(Entries taken from a collection)
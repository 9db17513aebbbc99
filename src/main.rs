use anyhow::{Context, Result};
use produtos::{
    config::{Config, ConnectionManager},
    handler::AppRouter,
    state::AppState,
    utils::init_logger,
};
use sqlx::{Pool, Postgres};
use tracing::info;

#[tokio::main]
async fn main() -> Result<()> {
    dotenv::dotenv().ok();

    let is_dev = std::env::var("DEV_MODE")
        .map(|v| v == "true" || v == "1")
        .unwrap_or(false);
    let is_enable_file = std::env::var("ENABLE_FILE_LOG")
        .map(|v| v == "true")
        .unwrap_or(false);

    init_logger("produtos", is_dev, is_enable_file);

    let config = Config::init().context("Failed to load configuration")?;

    info!("🚀 Starting product catalog service...");

    let db_pool = ConnectionManager::new_pool(&config.database_url)
        .await
        .context("Failed to initialize database pool")?;

    if config.run_migrations {
        run_migrations(&db_pool)
            .await
            .context("Failed to run database migrations")?;
    }

    let state = AppState::new(db_pool, &config)
        .await
        .context("Failed to create AppState")?;

    AppRouter::serve(config.port, state)
        .await
        .context("Server error")?;

    Ok(())
}

async fn run_migrations(pool: &Pool<Postgres>) -> Result<()> {
    sqlx::migrate!("./migrations").run(pool).await?;
    info!("✅ Database migrations applied");
    Ok(())
}
impl ProdutoCommandService {
    pub fn new(
        command: DynProdutoCommandRepository,
        query: DynProdutoQueryRepository,
        relay: DynUploadRelay,
        temp: TempStore,
    ) -> Self {
        Self {
            command,
            query,
            relay,
            temp,
        }
    }

    async fn create_inner(&self, form: &ProdutoForm) -> Result<ApiResponse<()>, ServiceError> {
        // Each field is probed independently so every absence produces
        // its own 422 message. Nothing is uploaded or persisted before
        // all checks pass.
        let farmacia = required(form.farmacia.as_deref(), "O id da farmácia é obrigatório!")?;
        let nome = required(form.nome.as_deref(), "O nome do produto é obrigatório!")?;
        let nome_quimico = required(
            form.nome_quimico.as_deref(),
            "O nome químico do produto é obrigatório!",
        )?;
        let preco_raw = required(form.preco.as_deref(), "O preço do produto é obrigatório!")?;
        let quantidade_raw = required(
            form.quantidade.as_deref(),
            "A quantidade do produto é obrigatória!",
        )?;
        let validade = required(
            form.validade.as_deref(),
            "A validade do produto é obrigatória!",
        )?;
        let lote = required(form.lote.as_deref(), "O lote do produto é obrigatório!")?;
        let label = required(form.label.as_deref(), "O rótulo do produto é obrigatório!")?;

        let Some(imagem) = &form.imagem else {
            return Err(ServiceError::Validation("Imagem é obrigatória".into()));
        };

        let farmacia_id = farmacia
            .parse::<i32>()
            .map_err(|_| ServiceError::Validation("O id da farmácia é inválido!".into()))?;
        let preco = preco_raw
            .parse::<f64>()
            .map_err(|_| ServiceError::Validation("O preço do produto é inválido!".into()))?;
        let quantidade = quantidade_raw
            .parse::<i64>()
            .map_err(|_| ServiceError::Validation("A quantidade do produto é inválida!".into()))?;

        info!(
            "⬆️ Uploading image '{}' for new product '{nome}'",
            imagem.nome_original
        );

        let imagem_url = self
            .relay
            .upload(
                UploadSource::Path(imagem.path.clone()),
                &imagem.nome_original,
                &imagem.mime,
            )
            .await
            .map_err(|e| {
                error!("❌ Image upload failed for '{nome}': {e:?}");
                ServiceError::Upload(e)
            })?;

        let req = CreateProdutoRequest {
            farmacia_id,
            nome: nome.to_string(),
            nome_quimico: nome_quimico.to_string(),
            preco,
            quantidade,
            validade: validade.to_string(),
            lote: lote.to_string(),
            label: label.to_string(),
            imagem_url,
        };

        self.command.create_produto(&req).await.map_err(|e| {
            error!("❌ Failed to persist product '{nome}': {e:?}");
            ServiceError::Repo(e)
        })?;

        info!("✅ Product '{nome}' registered");
        Ok(ApiResponse::success("Produto cadastrado com sucesso!", ()))
    }

    async fn update_inner(
        &self,
        id: i32,
        form: &ProdutoForm,
    ) -> Result<ApiResponse<()>, ServiceError> {
        let existente = match self.query.find_by_id(id).await {
            Ok(Some(row)) => row,
            Ok(None) => {
                info!("📭 Update target not found: ID {id}");
                return Err(ServiceError::NotFound("Produto não encontrado".into()));
            }
            Err(e) => {
                error!("❌ Database error while loading product ID {id}: {e:?}");
                return Err(ServiceError::Repo(e));
            }
        };

        // A new image replaces the URL; without one the previous URL is
        // carried forward. Upload failure aborts before any write, so
        // the stored record stays untouched.
        let imagem_url = match &form.imagem {
            Some(imagem) => {
                info!(
                    "⬆️ Uploading replacement image '{}' for product ID {id}",
                    imagem.nome_original
                );
                let url = self
                    .relay
                    .upload(
                        UploadSource::Path(imagem.path.clone()),
                        &imagem.nome_original,
                        &imagem.mime,
                    )
                    .await
                    .map_err(|e| {
                        error!("❌ Replacement image upload failed for ID {id}: {e:?}");
                        ServiceError::Upload(e)
                    })?;
                Some(url)
            }
            None => existente.produto.imagem_url.clone(),
        };

        let req = UpdateProdutoRequest {
            produto_id: id,
            nome: form.nome.clone(),
            nome_quimico: form.nome_quimico.clone(),
            preco: parse_opt(form.preco.as_deref(), "O preço do produto é inválido!")?,
            quantidade: parse_opt(
                form.quantidade.as_deref(),
                "A quantidade do produto é inválida!",
            )?,
            validade: form.validade.clone(),
            lote: form.lote.clone(),
            label: form.label.clone(),
            imagem_url,
        };

        self.command.update_produto(&req).await.map_err(|e| {
            error!("❌ Failed to update product ID {id}: {e:?}");
            ServiceError::Repo(e)
        })?;

        info!("🔄 Product ID {id} updated");
        Ok(ApiResponse::success("Atualizado com sucesso", ()))
    }
}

EXERCISE
Copy every line of the data where "None" is found.

FINAL ANSWER
            Ok(None) => {
            None => existente.produto.imagem_url.clone(),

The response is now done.